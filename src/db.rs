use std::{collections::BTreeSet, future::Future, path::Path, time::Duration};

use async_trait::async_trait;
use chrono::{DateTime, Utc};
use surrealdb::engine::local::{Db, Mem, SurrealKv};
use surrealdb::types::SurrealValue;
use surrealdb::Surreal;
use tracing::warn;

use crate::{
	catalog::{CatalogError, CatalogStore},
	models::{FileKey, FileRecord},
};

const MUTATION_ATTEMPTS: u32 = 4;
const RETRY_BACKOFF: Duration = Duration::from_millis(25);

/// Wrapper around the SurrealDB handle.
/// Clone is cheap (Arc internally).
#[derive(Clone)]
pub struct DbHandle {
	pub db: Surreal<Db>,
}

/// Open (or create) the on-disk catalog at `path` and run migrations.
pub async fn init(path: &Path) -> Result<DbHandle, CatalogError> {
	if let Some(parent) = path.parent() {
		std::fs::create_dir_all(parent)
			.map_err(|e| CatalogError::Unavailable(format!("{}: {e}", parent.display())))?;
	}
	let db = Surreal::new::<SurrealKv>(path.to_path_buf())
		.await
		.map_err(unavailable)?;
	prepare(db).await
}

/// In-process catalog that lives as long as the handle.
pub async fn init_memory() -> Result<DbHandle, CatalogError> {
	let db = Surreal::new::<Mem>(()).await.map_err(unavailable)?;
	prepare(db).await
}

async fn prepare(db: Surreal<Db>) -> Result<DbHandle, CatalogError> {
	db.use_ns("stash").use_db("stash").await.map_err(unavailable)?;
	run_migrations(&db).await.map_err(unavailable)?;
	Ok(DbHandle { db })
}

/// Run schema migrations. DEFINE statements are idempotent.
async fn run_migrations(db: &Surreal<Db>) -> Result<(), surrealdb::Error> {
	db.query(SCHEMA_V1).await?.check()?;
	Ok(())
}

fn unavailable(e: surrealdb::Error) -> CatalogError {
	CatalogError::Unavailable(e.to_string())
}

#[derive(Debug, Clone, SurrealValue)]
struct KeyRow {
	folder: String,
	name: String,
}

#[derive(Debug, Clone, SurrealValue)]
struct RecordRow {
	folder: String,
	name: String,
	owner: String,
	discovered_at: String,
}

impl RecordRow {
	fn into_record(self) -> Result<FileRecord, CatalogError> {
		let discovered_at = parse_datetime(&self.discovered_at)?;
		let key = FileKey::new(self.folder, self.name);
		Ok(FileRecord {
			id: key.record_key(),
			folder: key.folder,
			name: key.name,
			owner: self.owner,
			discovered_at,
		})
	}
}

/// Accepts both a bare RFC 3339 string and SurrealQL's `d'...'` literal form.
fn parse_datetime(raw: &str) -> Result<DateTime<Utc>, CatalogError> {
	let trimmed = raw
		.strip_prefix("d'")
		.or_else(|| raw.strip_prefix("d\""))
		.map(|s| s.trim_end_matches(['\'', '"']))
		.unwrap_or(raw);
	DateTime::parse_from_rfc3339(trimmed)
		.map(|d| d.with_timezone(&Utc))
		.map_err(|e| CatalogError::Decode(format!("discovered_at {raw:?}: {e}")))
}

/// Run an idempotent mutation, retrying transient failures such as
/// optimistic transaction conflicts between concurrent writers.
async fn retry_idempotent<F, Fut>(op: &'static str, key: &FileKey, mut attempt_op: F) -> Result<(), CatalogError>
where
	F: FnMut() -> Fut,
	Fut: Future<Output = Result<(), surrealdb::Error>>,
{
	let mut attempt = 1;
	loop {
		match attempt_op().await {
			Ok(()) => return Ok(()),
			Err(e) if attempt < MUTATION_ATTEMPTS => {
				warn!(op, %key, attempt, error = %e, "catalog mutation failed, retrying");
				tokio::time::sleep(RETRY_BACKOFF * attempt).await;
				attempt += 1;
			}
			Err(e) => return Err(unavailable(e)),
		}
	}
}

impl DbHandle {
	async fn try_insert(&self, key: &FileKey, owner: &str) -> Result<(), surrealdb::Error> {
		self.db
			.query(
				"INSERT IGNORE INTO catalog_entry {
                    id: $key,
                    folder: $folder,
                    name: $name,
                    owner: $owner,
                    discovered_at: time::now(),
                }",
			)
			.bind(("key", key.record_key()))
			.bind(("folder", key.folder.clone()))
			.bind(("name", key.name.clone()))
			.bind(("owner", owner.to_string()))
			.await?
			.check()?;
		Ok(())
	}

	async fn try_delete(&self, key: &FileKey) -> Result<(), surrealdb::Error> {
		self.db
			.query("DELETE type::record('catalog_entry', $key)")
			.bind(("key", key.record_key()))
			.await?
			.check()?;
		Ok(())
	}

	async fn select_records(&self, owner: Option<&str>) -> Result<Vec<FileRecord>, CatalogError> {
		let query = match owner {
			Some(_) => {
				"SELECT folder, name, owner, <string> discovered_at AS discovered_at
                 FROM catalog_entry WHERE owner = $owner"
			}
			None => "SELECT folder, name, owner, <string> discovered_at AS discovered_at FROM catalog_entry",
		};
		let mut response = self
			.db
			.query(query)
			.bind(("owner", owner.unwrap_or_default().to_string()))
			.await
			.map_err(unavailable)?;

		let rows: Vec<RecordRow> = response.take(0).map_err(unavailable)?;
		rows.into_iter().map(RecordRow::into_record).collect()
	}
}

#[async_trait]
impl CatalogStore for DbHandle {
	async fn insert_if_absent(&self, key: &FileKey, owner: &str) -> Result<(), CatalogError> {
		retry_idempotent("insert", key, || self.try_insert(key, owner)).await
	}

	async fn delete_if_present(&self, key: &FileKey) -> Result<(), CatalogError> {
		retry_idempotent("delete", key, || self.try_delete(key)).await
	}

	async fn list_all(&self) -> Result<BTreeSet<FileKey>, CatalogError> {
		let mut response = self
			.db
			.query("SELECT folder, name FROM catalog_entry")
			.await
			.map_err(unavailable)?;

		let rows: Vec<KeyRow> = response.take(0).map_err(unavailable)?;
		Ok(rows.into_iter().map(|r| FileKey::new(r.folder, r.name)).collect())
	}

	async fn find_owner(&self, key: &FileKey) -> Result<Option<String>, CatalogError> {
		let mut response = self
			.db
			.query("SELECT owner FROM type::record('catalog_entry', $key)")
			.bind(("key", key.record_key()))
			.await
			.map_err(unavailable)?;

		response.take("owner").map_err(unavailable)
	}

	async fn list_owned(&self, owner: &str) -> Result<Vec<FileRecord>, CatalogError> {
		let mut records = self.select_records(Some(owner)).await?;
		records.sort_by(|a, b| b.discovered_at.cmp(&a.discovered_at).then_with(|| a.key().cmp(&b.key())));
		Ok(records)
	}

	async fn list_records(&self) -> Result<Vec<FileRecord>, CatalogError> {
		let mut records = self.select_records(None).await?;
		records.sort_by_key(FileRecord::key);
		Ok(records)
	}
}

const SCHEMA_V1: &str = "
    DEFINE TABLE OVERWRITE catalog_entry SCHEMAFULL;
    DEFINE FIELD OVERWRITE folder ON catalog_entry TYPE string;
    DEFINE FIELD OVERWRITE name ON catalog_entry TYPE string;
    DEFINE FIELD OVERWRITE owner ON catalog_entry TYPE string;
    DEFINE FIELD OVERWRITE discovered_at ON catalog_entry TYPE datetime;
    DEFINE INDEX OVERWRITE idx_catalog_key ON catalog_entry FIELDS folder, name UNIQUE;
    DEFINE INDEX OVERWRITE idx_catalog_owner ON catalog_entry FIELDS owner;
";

____

#### Exercise goal
The lines above, from the start of the records through the one containing "#[derive(Clone)]", are to be printed exactly, and nothing else is to be included.

#### Final answer
filename src/db.rs
use std::{collections::BTreeSet, future::Future, path::Path, time::Duration};

use async_trait::async_trait;
use chrono::{DateTime, Utc};
use surrealdb::engine::local::{Db, Mem, SurrealKv};
use surrealdb::types::SurrealValue;
use surrealdb::Surreal;
use tracing::warn;

use crate::{
	catalog::{CatalogError, CatalogStore},
	models::{FileKey, FileRecord},
};

const MUTATION_ATTEMPTS: u32 = 4;
const RETRY_BACKOFF: Duration = Duration::from_millis(25);

/// Wrapper around the SurrealDB handle.
/// Clone is cheap (Arc internally).
#[derive(Clone)]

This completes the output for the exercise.